Yves Defferrard. © Michel Duperrex

«Je suis un syndicaliste de résultats, pas politique»

18 décembre 2020

Le responsable d’Unia Vaud Yves Defferrard s’apprête à passer le témoin à un autre Urbigène, Arnaud Bouverat, mais il garde sa fibre de défenseur des droits des travailleurs. Portrait d’un homme qui a passé une vingtaine d’années sur le terrain.

«Je pratique un syndicalisme de résultats qui aboutit au fameux compromis helvétique!» à 54 ans, et à l’heure de transmettre le témoin à Arnaud Bouverat (lire ci-dessous), le responsable d’Unia Vaud Yves Defferrard transpire la quiétude. Tout simplement parce que cet inconditionnel défenseur des droits des travailleurs a le sentiment qu’il pratique le plus beau métier du monde.

S’il passe la main, c’est parce qu’il a le sentiment du devoir accompli à ce poste. Il veut désormais être plus présent sur le terrain et se consacrer, notamment, à la formation des militants.

Né à Lausanne, cet Urbigène d’adoption, a passé sa jeunesse à Froideville, dans une famille modeste: «Ma mère était paysanne et mon père était cheminot. C’est lui qui me parlait du syndicat.» Au terme la scolarité obligatoire, achevée en primaire supérieure – «je n’étais pas un très bon élève», ajoute-t-il avec le sourire –, il a entrepris un apprentissage d’électricien. «J’ai eu de la chance. C’était une petite entreprise de Froideville et mon patron était extraordinaire.» Une appréciation qui prend tout son sens dans la bouche d’un syndicaliste fait au feu.

Son CFC en poche, Yves Defferrard s’est offert de belles années, alternant grands voyages et périodes de travail. «J’adore voyager. Je suis allé en Asie, en Amérique du Sud, aux USA. J’ai eu l’occasion d’aller six mois en Chine au moment où ils se sont mis à accorder des visas de longue durée», explique-t-il. Ce rythme lui convenait bien. Il voyageait durant la première partie de l’année et revenait en juillet pour travailler, après une mise en train au Paléo Festival.
La crise économique du début des années 1990 l’a contraint à changer de rythme. Il a alors passé un brevet fédéral en informatique et un autre en gestion de production industrielle (agent de méthodes), formations qu’il a pratiquées durant dix ans chez Cerbérus, société spécialisée dans la sécurité, vendue à d’autres acteurs économiques.

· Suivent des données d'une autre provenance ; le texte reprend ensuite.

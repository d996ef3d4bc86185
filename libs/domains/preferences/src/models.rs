use chrono::{DateTime, Utc};
use serde::{Deserialize, Serialize};
use uuid::Uuid;

/// The fixed set of travel-preference flags, one boolean per attribute.
///
/// The field order below is the canonical encoding order consumed by the
/// vector codec. It is frozen: reordering fields breaks comparability with
/// embeddings already stored for other users.
#[derive(Debug, Clone, Copy, Default, PartialEq, Eq, Serialize, Deserialize)]
pub struct PreferenceFlags {
    // Alcohol tolerance tiers
    #[serde(default)]
    pub drinks_often: bool,
    #[serde(default)]
    pub drinks_socially: bool,
    #[serde(default)]
    pub drinks_never: bool,

    // Smoking
    #[serde(default)]
    pub smoker: bool,

    // Personality
    #[serde(default)]
    pub friendly: bool,
    #[serde(default)]
    pub quiet: bool,
    #[serde(default)]
    pub leads_group: bool,
    #[serde(default)]
    pub party_spirit: bool,
    #[serde(default)]
    pub researches_ahead: bool,
    #[serde(default)]
    pub good_listener: bool,

    // Activity preferences
    #[serde(default)]
    pub scenery: bool,
    #[serde(default)]
    pub cafes: bool,
    #[serde(default)]
    pub local_food: bool,
    #[serde(default)]
    pub photography: bool,
    #[serde(default)]
    pub shopping: bool,
    #[serde(default)]
    pub outdoor_activities: bool,

    // Travel pace
    #[serde(default)]
    pub relaxed_pace: bool,
    #[serde(default)]
    pub packed_schedule: bool,
    #[serde(default)]
    pub flexible_pace: bool,

    // Destination type
    #[serde(default)]
    pub city_trips: bool,
    #[serde(default)]
    pub healing_trips: bool,
    #[serde(default)]
    pub beach_trips: bool,
    #[serde(default)]
    pub mountain_trips: bool,
}

impl PreferenceFlags {
    /// Flags in canonical encoding order.
    pub fn as_array(&self) -> [bool; crate::codec::FLAG_COUNT] {
        [
            self.drinks_often,
            self.drinks_socially,
            self.drinks_never,
            self.smoker,
            self.friendly,
            self.quiet,
            self.leads_group,
            self.party_spirit,
            self.researches_ahead,
            self.good_listener,
            self.scenery,
            self.cafes,
            self.local_food,
            self.photography,
            self.shopping,
            self.outdoor_activities,
            self.relaxed_pace,
            self.packed_schedule,
            self.flexible_pace,
            self.city_trips,
            self.healing_trips,
            self.beach_trips,
            self.mountain_trips,
        ]
    }
}

/// Preference profile entity - one per user
#[derive(Debug, Clone, PartialEq, Serialize, Deserialize)]
pub struct PreferenceProfile {
    /// Owning user
    pub user_id: Uuid,
    /// Preference flags in canonical order
    #[serde(flatten)]
    pub flags: PreferenceFlags,
    /// Creation timestamp
    pub created_at: DateTime<Utc>,
    /// Last update timestamp
    pub updated_at: DateTime<Utc>,
}

/// DTO for saving (creating or fully replacing) a user's preferences
#[derive(Debug, Clone, Deserialize)]
pub struct SavePreferences {
    pub user_id: Uuid,
    #[serde(flatten)]
    pub flags: PreferenceFlags,
}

C’est à cette période qu’Yves Defferrard a eu les premiers contacts avec la Fédération des travailleurs de la métallurgie et de l’horlogerie (FTMH), syndicat de la branche. Le secrétaire syndical Francis Saudan lui a mis le pied à l’étrier. Il y a tout juste vingt-et-un ans, il a entamé une carrière syndicale remarquable.

Et si, du point de vue du salaire Yves Defferrard a consenti un sacrifice – il était auparavant très bien rémunéré dans le privé –, il ne l’a jamais regretté: «Je me suis rendu compte au fil des interventions que j’aime défendre les intérêts des autres, plutôt que d’aligner des zéros sur un ordinateur. J’ai une chance incroyable, je vis une passion. Je n’ai pas l’impression de travailler.»

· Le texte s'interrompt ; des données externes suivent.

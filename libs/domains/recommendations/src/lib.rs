//! Recommendations Domain
//!
//! Ranks users by similarity of their travel preferences. Preference
//! profiles are encoded into fixed-length vectors (see
//! [`domain_preferences::codec`]), stored as per-user embeddings, and
//! compared in-process under cosine or euclidean distance.
//!
//! # Architecture
//!
//! ```text
//! ┌──────────────────────┐
//! │RecommendationService │  ← Facade: generate, rank, compare
//! └─────┬──────────┬─────┘
//!       │          │
//! ┌─────▼─────┐ ┌──▼──────────────┐
//! │ Similarity│ │EmbeddingRepository│  ← Store adapter (trait)
//! │  engine   │ └──┬──────────────┘
//! └───────────┘    │
//!            ┌─────▼───────────────┐
//!            │MemoryEmbeddingRepo  │  ← In-process implementation
//!            └─────────────────────┘
//! ```
//!
//! # Usage
//!
//! ```rust,no_run
//! use domain_preferences::MemoryPreferenceRepository;
//! use domain_recommendations::{MemoryEmbeddingRepository, RecommendationService};
//!
//! let service = RecommendationService::new(
//!     MemoryEmbeddingRepository::new(),
//!     MemoryPreferenceRepository::new(),
//! );
//! ```

pub mod error;
pub mod memory;
pub mod models;
pub mod repository;
pub mod service;
pub mod similarity;

// Re-export commonly used types
pub use error::{RecommendationError, RecommendationResult};
pub use memory::MemoryEmbeddingRepository;
pub use models::{Embedding, PairwiseSimilarity, SimilarUser, SimilarityMetric};
pub use repository::EmbeddingRepository;
pub use service::RecommendationService;
pub use similarity::{cosine_distance, euclidean_distance, rank_by_similarity, score_from_distance};
use std::collections::HashMap;
use std::sync::Arc;

use async_trait::async_trait;
use chrono::Utc;
use tokio::sync::RwLock;
use uuid::Uuid;

use crate::error::PreferenceResult;
use crate::models::{PreferenceProfile, SavePreferences};
use crate::repository::PreferenceRepository;

/// In-process preference store keyed by user ID.
///
/// Cloning yields a handle to the same underlying store, the way a
/// database-backed repository clones its connection. Writers serialize
/// behind one lock, so an upsert is atomic with respect to concurrent
/// reads of the same user.
#[derive(Clone, Default)]
pub struct MemoryPreferenceRepository {
    profiles: Arc<RwLock<HashMap<Uuid, PreferenceProfile>>>,
}

impl MemoryPreferenceRepository {
    pub fn new() -> Self {
        Self::default()
    }
}

#[async_trait]
impl PreferenceRepository for MemoryPreferenceRepository {
    async fn upsert(&self, input: SavePreferences) -> PreferenceResult<PreferenceProfile> {
        let mut profiles = self.profiles.write().await;
        let now = Utc::now();

        let created_at = profiles
            .get(&input.user_id)
            .map(|existing| existing.created_at)
            .unwrap_or(now);

        let profile = PreferenceProfile {
            user_id: input.user_id,
            flags: input.flags,
            created_at,
            updated_at: now,
        };

        profiles.insert(input.user_id, profile.clone());
        tracing::info!(user_id = %input.user_id, "Saved preference profile");
        Ok(profile)
    }

    async fn get_by_user(&self, user_id: Uuid) -> PreferenceResult<Option<PreferenceProfile>> {
        Ok(self.profiles.read().await.get(&user_id).cloned())
    }

    async fn list_all(&self) -> PreferenceResult<Vec<PreferenceProfile>> {
        let mut all: Vec<PreferenceProfile> = self.profiles.read().await.values().cloned().collect();
        all.sort_by_key(|p| p.user_id);
        Ok(all)
    }

    async fn delete(&self, user_id: Uuid) -> PreferenceResult<bool> {
        let removed = self.profiles.write().await.remove(&user_id).is_some();
        if removed {
            tracing::info!(user_id = %user_id, "Deleted preference profile");
        }
        Ok(removed)
    }

    async fn exists(&self, user_id: Uuid) -> PreferenceResult<bool> {
        Ok(self.profiles.read().await.contains_key(&user_id))
    }
}
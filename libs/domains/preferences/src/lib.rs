//! Preferences Domain
//!
//! Stores per-user travel preference profiles (a fixed, ordered set of
//! boolean flags) and encodes them into fixed-length numeric vectors for
//! the recommendation engine.
//!
//! # Architecture
//!
//! ```text
//! ┌─────────────┐
//! │   Service   │  ← Business logic
//! └──────┬──────┘
//!        │
//! ┌──────▼──────┐
//! │ Repository  │  ← Data access (trait + implementations)
//! └──────┬──────┘
//!        │
//! ┌──────▼──────┐
//! │Models/Codec │  ← Profile entity, flag schema, vector encoding
//! └─────────────┘
//! ```
//!
//! # Usage
//!
//! ```rust,no_run
//! use domain_preferences::{MemoryPreferenceRepository, PreferenceService};
//!
//! let repository = MemoryPreferenceRepository::new();
//! let service = PreferenceService::new(repository);
//! ```

pub mod codec;
pub mod error;
pub mod memory;
pub mod models;
pub mod repository;
pub mod service;

// Re-export commonly used types
pub use codec::{FLAG_COUNT, PreferenceVector, VECTOR_DIMENSION, decode, encode};
pub use error::{PreferenceError, PreferenceResult};
pub use memory::MemoryPreferenceRepository;
pub use models::{PreferenceFlags, PreferenceProfile, SavePreferences};
pub use repository::PreferenceRepository;
pub use service::PreferenceService;
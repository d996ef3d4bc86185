use std::sync::Arc;

use domain_preferences::{PreferenceRepository, PreferenceVector, codec};
use tracing::instrument;
use uuid::Uuid;

use crate::error::{RecommendationError, RecommendationResult};
use crate::models::{Embedding, PairwiseSimilarity, SimilarUser, SimilarityMetric};
use crate::repository::EmbeddingRepository;
use crate::similarity;

/// Recommendation facade.
///
/// Composes the preference codec, the embedding store and the similarity
/// engine to answer "who is most similar to user X" queries.
#[derive(Clone)]
pub struct RecommendationService<E: EmbeddingRepository, P: PreferenceRepository> {
    embeddings: Arc<E>,
    preferences: Arc<P>,
}

impl<E: EmbeddingRepository, P: PreferenceRepository> RecommendationService<E, P> {
    pub fn new(embeddings: E, preferences: P) -> Self {
        Self {
            embeddings: Arc::new(embeddings),
            preferences: Arc::new(preferences),
        }
    }

    /// Encode a user's stored preference profile and persist the result,
    /// replacing any existing embedding.
    #[instrument(skip(self), fields(user_id = %user_id))]
    pub async fn generate_from_preferences(&self, user_id: Uuid) -> RecommendationResult<Embedding> {
        let profile = self
            .preferences
            .get_by_user(user_id)
            .await?
            .ok_or(RecommendationError::ProfileNotFound(user_id))?;

        let vector = codec::encode(&profile.flags);
        self.embeddings.upsert(user_id, vector).await
    }

    /// Store an explicitly supplied vector for a user
    #[instrument(skip(self, vector), fields(user_id = %user_id))]
    pub async fn upload_embedding(
        &self,
        user_id: Uuid,
        vector: PreferenceVector,
    ) -> RecommendationResult<Embedding> {
        self.embeddings.upsert(user_id, vector).await
    }

    /// Get a user's stored embedding
    pub async fn get_embedding(&self, user_id: Uuid) -> RecommendationResult<Embedding> {
        self.embeddings
            .get(user_id)
            .await?
            .ok_or(RecommendationError::EmbeddingNotFound(user_id))
    }

    /// Delete a user's embedding
    #[instrument(skip(self), fields(user_id = %user_id))]
    pub async fn delete_embedding(&self, user_id: Uuid) -> RecommendationResult<()> {
        let deleted = self.embeddings.delete(user_id).await?;

        if !deleted {
            return Err(RecommendationError::EmbeddingNotFound(user_id));
        }

        Ok(())
    }

    /// Rank the candidate pool by similarity to the given user.
    #[instrument(skip(self), fields(user_id = %user_id, metric = %metric, limit = limit))]
    pub async fn find_similar(
        &self,
        user_id: Uuid,
        metric: SimilarityMetric,
        limit: usize,
    ) -> RecommendationResult<Vec<SimilarUser>> {
        let target = self.get_embedding(user_id).await?;
        let candidates = self.embeddings.list_all_except(user_id).await?;

        similarity::rank_by_similarity(
            user_id,
            target.vector.components(),
            &candidates,
            metric,
            limit,
        )
    }

    /// Most similar single user, if any candidates exist
    pub async fn most_similar(
        &self,
        user_id: Uuid,
        metric: SimilarityMetric,
    ) -> RecommendationResult<Option<SimilarUser>> {
        Ok(self.find_similar(user_id, metric, 1).await?.into_iter().next())
    }

    /// Candidates whose similarity score reaches `min_score`
    pub async fn find_above_threshold(
        &self,
        user_id: Uuid,
        metric: SimilarityMetric,
        min_score: f32,
    ) -> RecommendationResult<Vec<SimilarUser>> {
        let mut ranked = self.find_similar(user_id, metric, usize::MAX).await?;
        ranked.retain(|r| r.score >= min_score);
        Ok(ranked)
    }

    /// Similarity between two specific users on the ranking score scale
    #[instrument(skip(self), fields(user_a = %user_a, user_b = %user_b, metric = %metric))]
    pub async fn pairwise_similarity(
        &self,
        user_a: Uuid,
        user_b: Uuid,
        metric: SimilarityMetric,
    ) -> RecommendationResult<PairwiseSimilarity> {
        let a = self.get_embedding(user_a).await?;
        let b = self.get_embedding(user_b).await?;

        let distance =
            similarity::distance(metric, a.vector.components(), b.vector.components())?;

        Ok(PairwiseSimilarity {
            user_a,
            user_b,
            metric,
            distance,
            score: similarity::score_from_distance(metric, distance),
        })
    }

    /// Mean similarity score between the user and the whole candidate pool,
    /// `None` when the pool is empty.
    pub async fn average_similarity(
        &self,
        user_id: Uuid,
        metric: SimilarityMetric,
    ) -> RecommendationResult<Option<f32>> {
        let ranked = self.find_similar(user_id, metric, usize::MAX).await?;

        if ranked.is_empty() {
            return Ok(None);
        }

        let sum: f32 = ranked.iter().map(|r| r.score).sum();
        Ok(Some(sum / ranked.len() as f32))
    }

    /// Re-encode every stored preference profile, replacing the embeddings.
    ///
    /// Individual failures are logged and skipped so one broken profile
    /// does not abort the batch. Returns the number of embeddings written.
    #[instrument(skip(self))]
    pub async fn refresh_all_embeddings(&self) -> RecommendationResult<usize> {
        let profiles = self.preferences.list_all().await?;
        let total = profiles.len();
        let mut refreshed = 0;

        for profile in profiles {
            let vector = codec::encode(&profile.flags);
            match self.embeddings.upsert(profile.user_id, vector).await {
                Ok(_) => refreshed += 1,
                Err(err) => {
                    tracing::warn!(user_id = %profile.user_id, error = %err, "Skipping embedding refresh");
                }
            }
        }

        tracing::info!(refreshed, total, "Refreshed embeddings");
        Ok(refreshed)
    }

    /// Number of users with a stored embedding
    pub async fn count_embeddings(&self) -> RecommendationResult<usize> {
        self.embeddings.count().await
    }
}
use thiserror::Error;
use uuid::Uuid;

#[derive(Debug, Error)]
pub enum PreferenceError {
    #[error("Preference profile not found for user: {0}")]
    NotFound(Uuid),

    #[error("Storage error: {0}")]
    Storage(String),
}

pub type PreferenceResult<T> = Result<T, PreferenceError>;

Du bas de l’échelle, durant son passage à la section FTMH de Vevey, à la tête d’Unia Vaud, l’Urbigène a vécu une évolution spectaculaire du monde du travail et des rapports entre employeurs et salariés.

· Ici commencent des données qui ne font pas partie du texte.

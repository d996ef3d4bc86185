use thiserror::Error;
use uuid::Uuid;

#[derive(Debug, Error)]
pub enum ParticipationError {
    #[error("Travel post not found: {0}")]
    PostNotFound(Uuid),

    #[error("User {applicant_id} already applied to post {travel_post_id}")]
    AlreadyApplied {
        travel_post_id: Uuid,
        applicant_id: Uuid,
    },

    #[error("Authors cannot apply to their own post: {0}")]
    SelfApplication(Uuid),

    #[error("Recruitment is closed for post: {0}")]
    RecruitmentClosed(Uuid),

    #[error("Participation application not found: {0}")]
    ApplicationNotFound(Uuid),

    #[error("Application already processed: {0}")]
    AlreadyProcessed(Uuid),

    #[error("Storage error: {0}")]
    Storage(String),
}

pub type ParticipationResult<T> = Result<T, ParticipationError>;
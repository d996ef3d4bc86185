use std::sync::Arc;

use tracing::instrument;
use uuid::Uuid;

use crate::error::{ParticipationError, ParticipationResult};
use crate::models::{ApplicationStatistics, ApplicationStatus, ParticipationApplication};
use crate::repository::{ApplicationRepository, TravelPostReader};

/// Service layer for the participation application lifecycle.
///
/// Owns the eligibility rules for `apply` and the state machine
/// PENDING -> APPROVED | REJECTED, with an explicit administrative
/// `reopen` back to PENDING. The atomicity of the uniqueness and
/// terminal-state checks is delegated to the repository contract.
#[derive(Clone)]
pub struct ParticipationService<R: ApplicationRepository, P: TravelPostReader> {
    applications: Arc<R>,
    posts: Arc<P>,
}

impl<R: ApplicationRepository, P: TravelPostReader> ParticipationService<R, P> {
    pub fn new(applications: R, posts: P) -> Self {
        Self {
            applications: Arc::new(applications),
            posts: Arc::new(posts),
        }
    }

    /// Apply to join a travel post.
    ///
    /// Checks, in order: the post exists, the applicant has no existing
    /// application for it (any status), the applicant is not the author,
    /// and recruitment is still open. On success a PENDING application is
    /// created, timestamped at acceptance.
    #[instrument(skip(self), fields(travel_post_id = %travel_post_id, applicant_id = %applicant_id))]
    pub async fn apply(
        &self,
        travel_post_id: Uuid,
        applicant_id: Uuid,
    ) -> ParticipationResult<ParticipationApplication> {
        let post = self
            .posts
            .get(travel_post_id)
            .await?
            .ok_or(ParticipationError::PostNotFound(travel_post_id))?;

        if self
            .applications
            .find_by_applicant_and_post(applicant_id, travel_post_id)
            .await?
            .is_some()
        {
            return Err(ParticipationError::AlreadyApplied {
                travel_post_id,
                applicant_id,
            });
        }

        if post.author_id == applicant_id {
            return Err(ParticipationError::SelfApplication(travel_post_id));
        }

        if post.recruitment_closed {
            return Err(ParticipationError::RecruitmentClosed(travel_post_id));
        }

        // The repository re-checks the pair under its own lock/constraint,
        // so a concurrent duplicate still loses.
        self.applications.create(travel_post_id, applicant_id).await
    }

    /// Approve a pending application
    #[instrument(skip(self), fields(application_id = %id))]
    pub async fn approve(&self, id: Uuid) -> ParticipationResult<ParticipationApplication> {
        self.applications
            .transition_from_pending(id, ApplicationStatus::Approved)
            .await
    }

    /// Reject a pending application
    #[instrument(skip(self), fields(application_id = %id))]
    pub async fn reject(&self, id: Uuid) -> ParticipationResult<ParticipationApplication> {
        self.applications
            .transition_from_pending(id, ApplicationStatus::Rejected)
            .await
    }

    /// Administrative reset back to PENDING, from any state.
    ///
    /// This is the cancellation semantic: a withdrawn decision puts the
    /// application back into the pending queue rather than into a separate
    /// cancelled state.
    #[instrument(skip(self), fields(application_id = %id))]
    pub async fn reopen(&self, id: Uuid) -> ParticipationResult<ParticipationApplication> {
        self.applications
            .set_status(id, ApplicationStatus::Pending)
            .await
    }

    /// Delete an application unconditionally, regardless of status
    #[instrument(skip(self), fields(application_id = %id))]
    pub async fn delete(&self, id: Uuid) -> ParticipationResult<()> {
        let deleted = self.applications.delete(id).await?;

        if !deleted {
            return Err(ParticipationError::ApplicationNotFound(id));
        }

        Ok(())
    }

    /// Get an application by ID
    pub async fn get_application(&self, id: Uuid) -> ParticipationResult<ParticipationApplication> {
        self.applications
            .get_by_id(id)
            .await?
            .ok_or(ParticipationError::ApplicationNotFound(id))
    }

    /// Whether the user has an application for the post, in any status.
    /// A missing post yields `false`, not an error.
    pub async fn has_applied(
        &self,
        travel_post_id: Uuid,
        applicant_id: Uuid,
    ) -> ParticipationResult<bool> {
        if self.posts.get(travel_post_id).await?.is_none() {
            return Ok(false);
        }

        Ok(self
            .applications
            .find_by_applicant_and_post(applicant_id, travel_post_id)
            .await?
            .is_some())
    }

    /// Applications for a post, oldest first
    pub async fn list_by_post(
        &self,
        travel_post_id: Uuid,
        status: Option<ApplicationStatus>,
    ) -> ParticipationResult<Vec<ParticipationApplication>> {
        self.applications.list_by_post(travel_post_id, status).await
    }

    /// A user's applications, newest first
    pub async fn list_by_applicant(
        &self,
        applicant_id: Uuid,
        status: Option<ApplicationStatus>,
    ) -> ParticipationResult<Vec<ParticipationApplication>> {
        self.applications
            .list_by_applicant(applicant_id, status)
            .await
    }

    /// All applications in a given status
    pub async fn list_by_status(
        &self,
        status: ApplicationStatus,
    ) -> ParticipationResult<Vec<ParticipationApplication>> {
        self.applications.list_by_status(status).await
    }

    /// Counts for one post
    pub async fn post_statistics(
        &self,
        travel_post_id: Uuid,
    ) -> ParticipationResult<ApplicationStatistics> {
        let pending = self
            .applications
            .count_by_post(travel_post_id, Some(ApplicationStatus::Pending))
            .await?;
        let approved = self
            .applications
            .count_by_post(travel_post_id, Some(ApplicationStatus::Approved))
            .await?;
        let rejected = self
            .applications
            .count_by_post(travel_post_id, Some(ApplicationStatus::Rejected))
            .await?;

        Ok(ApplicationStatistics::from_counts(pending, approved, rejected))
    }

    /// Counts for one applicant
    pub async fn applicant_statistics(
        &self,
        applicant_id: Uuid,
    ) -> ParticipationResult<ApplicationStatistics> {
        let pending = self
            .applications
            .count_by_applicant(applicant_id, Some(ApplicationStatus::Pending))
            .await?;
        let approved = self
            .applications
            .count_by_applicant(applicant_id, Some(ApplicationStatus::Approved))
            .await?;
        let rejected = self
            .applications
            .count_by_applicant(applicant_id, Some(ApplicationStatus::Rejected))
            .await?;

        Ok(ApplicationStatistics::from_counts(pending, approved, rejected))
    }

    /// Counts over the whole store
    pub async fn overall_statistics(&self) -> ParticipationResult<ApplicationStatistics> {
        let pending = self
            .applications
            .count_all(Some(ApplicationStatus::Pending))
            .await?;
        let approved = self
            .applications
            .count_all(Some(ApplicationStatus::Approved))
            .await?;
        let rejected = self
            .applications
            .count_all(Some(ApplicationStatus::Rejected))
            .await?;

        Ok(ApplicationStatistics::from_counts(pending, approved, rejected))
    }

    /// Share of a user's applications that were approved, absent when the
    /// user has none.
    pub async fn approval_rate(&self, applicant_id: Uuid) -> ParticipationResult<Option<f64>> {
        Ok(self.applicant_statistics(applicant_id).await?.approval_rate)
    }
}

Yves Defferrard a gravi les échelons l’un après l’autre. Il rêvait de devenir secrétaire syndical, une activité tout simplement passionnante: «On a la possibilité de traiter les litiges et de négocier. Je suis un syndicaliste de résultats, pas politique.»

Durant ce parcours, ponctué par la naissance d’Unia – fusion de la FTMH et du Syndicat de l’industrie et du bâtiment (SIB) –, l’Urbigène a assumé la responsabilité du secteur industrie pour les cantons de Vaud et de Fribourg, et celle de la section de la Côte. Il a aussi collaboré avec Pierre-Yves Maillard, avant qu’il n’entre au Conseil d’état vaudois.

Au moment d’ouvrir un nouveau chapitre de sa carrière de syndicaliste, Yves Defferrard ne ressent pas de nostalgie. Tout juste regrette-t-il le durcissement des rapports: «Dans le passé, on avait affaire à des patrons corrects. On n’était pas d’accord, mais on négociait, puis on se tapait dans la main. Ils avaient une sensibilité locale et les rapports étaient empreints de loyauté. Avec les grands groupes, c’est plus difficile d’établir un vrai partenariat social. On a affaire à des managers qui sont là pour deux ou trois ans et qui n’ont aucune sensibilité envers les salariés. Ces différences me navrent. Les rachats d’entreprises ont non seulement des conséquences sur les salariés, mais aussi sur l’économie locale. »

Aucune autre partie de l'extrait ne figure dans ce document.